Pondok Pesantren Asshiddiqiyah didirikan oleh KH. Noer Muhammad SQ pada tanggal 1 Juli 1985 M. Pesantren ini berlokasi di Jalan Panjang, Kedoya Utara, Jakarta Barat. Bermula di atas sepetak tanah wakaf yang luasnya sekitar 2000 meter yang diwakafkan oleh keluarga H. Abdul Ghani kepada H. Rasyadi kemudian diwakafkan kembali kepada Kiai Noer. Saat itu pesantren masih dikelilingi rawa-rawa dengan bangunan yang masih sangat sederhana. Hanya ada bangunan permanen lantai tiga dan rumah-rumah triplek untuk kamar santri dan aula. Bahkan kediaman Abah pun waktu itu masih dari triplek. (Thahirin, 2021, hal. 2009)

Awal pembangun dimulai dari sebuah musala kecil dengan menggunakan triplek. Meskipun merintis dari nol Abah Noer tetap yakin bahwasanya ia mampu untuk membangun dan mengembangkan sebuah pesantren. Memang tak mudah, di awal pendiriannya Abah kerap mendapat perlakuan diskriminatif, bahkan sampai dituduh sebagai agen Syi’ah. Setelah membangun musala Abah mulai mengembangkan pondok Pesantren Assiddiqiyah dengan membuka SMP dan MA Manbaul ‘Ulum.

Nama Manbaul ‘Ulum diambil dari pondok pesantren ayah Abah di Sumber Beras, Banyuwangi Jawa Timur. Di awal berdirinya antusias masyarakat sangatlah minim. Akan tetapi lambat laun kepercayaan masyarakat mulai meningkat. Berawal dari tiga puluh santri putra dan putri kini Pesantren Assiddiqiyah menyebar di berbagai titik, jumlah santrinya pun mencapai ratusan bahkan ribuan. (Fathulhaj, 2017, hal. 29).
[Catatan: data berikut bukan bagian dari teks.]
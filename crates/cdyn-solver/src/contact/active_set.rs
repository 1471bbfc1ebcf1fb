//! Primal-dual active-set classification.
//!
//! A slave node is active when its complementarity function says so:
//!
//! ```text
//! active  ⇔  z_n - c_n g̃ ≥ 0
//! slip    ⇔  |z_t + c_t j̃| - bound > 0      (active nodes, frictional only)
//! ```
//!
//! For an inactive node `z_n = 0`, so a weighted gap of exactly zero is
//! classified active. The slip bound is `μ z_n` (Coulomb) or a constant
//! (Tresca).

use std::collections::BTreeSet;

use crate::config::FrictionLaw;

/// Normal part of the complementarity check.
pub fn is_active(weighted_gap: f64, normal_multiplier: f64, c_n: f64) -> bool {
    normal_multiplier - c_n * weighted_gap >= 0.0
}

/// Tangential traction the friction law allows before slip.
pub fn slip_bound(law: FrictionLaw, normal_multiplier: f64) -> f64 {
    match law {
        FrictionLaw::Frictionless => 0.0,
        FrictionLaw::Tresca { bound } => bound,
        FrictionLaw::Coulomb { coefficient } => coefficient * normal_multiplier.max(0.0),
    }
}

/// Tangential part of the complementarity check; `false` when frictionless.
pub fn is_slip(
    law: FrictionLaw,
    normal_multiplier: f64,
    tangential_multiplier: f64,
    jump: f64,
    c_t: f64,
) -> bool {
    law.is_frictional()
        && (tangential_multiplier + c_t * jump).abs() - slip_bound(law, normal_multiplier) > 0.0
}

/// Active slave nodes and their slip subset, by node id.
#[derive(Debug, Clone, Default, PartialEq, Eq)]
pub struct ActiveSet {
    active: BTreeSet<usize>,
    slip: BTreeSet<usize>,
}

impl ActiveSet {
    pub fn new() -> Self {
        Self::default()
    }

    /// Mark `node` active; `slip` adds it to the slip subset.
    pub fn insert(&mut self, node: usize, slip: bool) {
        self.active.insert(node);
        if slip {
            self.slip.insert(node);
        }
    }

    pub fn is_active(&self, node: usize) -> bool {
        self.active.contains(&node)
    }

    pub fn is_slip(&self, node: usize) -> bool {
        self.slip.contains(&node)
    }

    pub fn num_active(&self) -> usize {
        self.active.len()
    }

    pub fn num_slip(&self) -> usize {
        self.slip.len()
    }

    pub fn is_empty(&self) -> bool {
        self.active.is_empty()
    }

    pub fn active_nodes(&self) -> impl Iterator<Item = usize> + '_ {
        self.active.iter().copied()
    }

    /// Nodes whose classification differs between the two sets.
    pub fn num_changes(&self, other: &ActiveSet) -> usize {
        self.active.symmetric_difference(&other.active).count()
            + self.slip.symmetric_difference(&other.slip).count()
    }
}

/// Outcome of one fixed-point active-set update.
#[derive(Debug, Clone, Copy, PartialEq, Eq)]
pub enum ActiveSetUpdate {
    Unchanged,
    Changed,
    /// The new set repeats one visited two or three updates ago.
    ZigZag,
}

/// Sets visited during the active-set iterations of one time step.
#[derive(Debug, Clone, Default)]
pub struct ActiveSetHistory {
    sets: Vec<ActiveSet>,
}

impl ActiveSetHistory {
    pub fn clear(&mut self) {
        self.sets.clear();
    }

    pub fn push(&mut self, set: ActiveSet) {
        self.sets.push(set);
    }

    pub fn len(&self) -> usize {
        self.sets.len()
    }

    pub fn is_empty(&self) -> bool {
        self.sets.is_empty()
    }

    /// Compare `candidate` against the most recent set and the two before it.
    pub fn classify(&self, candidate: &ActiveSet) -> ActiveSetUpdate {
        let mut earlier = self.sets.iter().rev();
        if earlier.next().is_some_and(|last| last == candidate) {
            return ActiveSetUpdate::Unchanged;
        }
        if earlier.take(2).any(|set| set == candidate) {
            return ActiveSetUpdate::ZigZag;
        }
        ActiveSetUpdate::Changed
    }
}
Di usianya yang ke-38 tahun, Asshiddiqiyah memiliki 12 cabang, diantaranya Asshiddiqiyah Pusat, Asshiddiqiyah II, Batu Ceper, Tangerang, Banten; Asshiddiqiyah III Cilamaya Wetan, Karawang, Jawa Barat; Asshiddiqiyah IV Cilamaya Kulon, Karawang, Jawa Barat; Asshiddiqiyah V di Jonggol, Bogor Jawa Barat; Asshiddiqiyah VI di Setu Kota, Tangerang Selatan, Banten; Asshiddiqiyah VII di Cijeruk, Bogor Jawa Barat; Asshiddiqiyah VIII di Tungkal Jaya, Musi Banyu Asin Sumatra Selatan; Asshiddiqiyah IX di Gunung Sugih, Lampung Tengah; Asshiddiqiyah X di Sukaresmi, Cianjur Jawa Barat; Asshidiqiyah XI di Gunung Labuhan, Way Kanan, Lampung; Asshidiqiyah XII di Jonggol, Bogor Jawa Barat.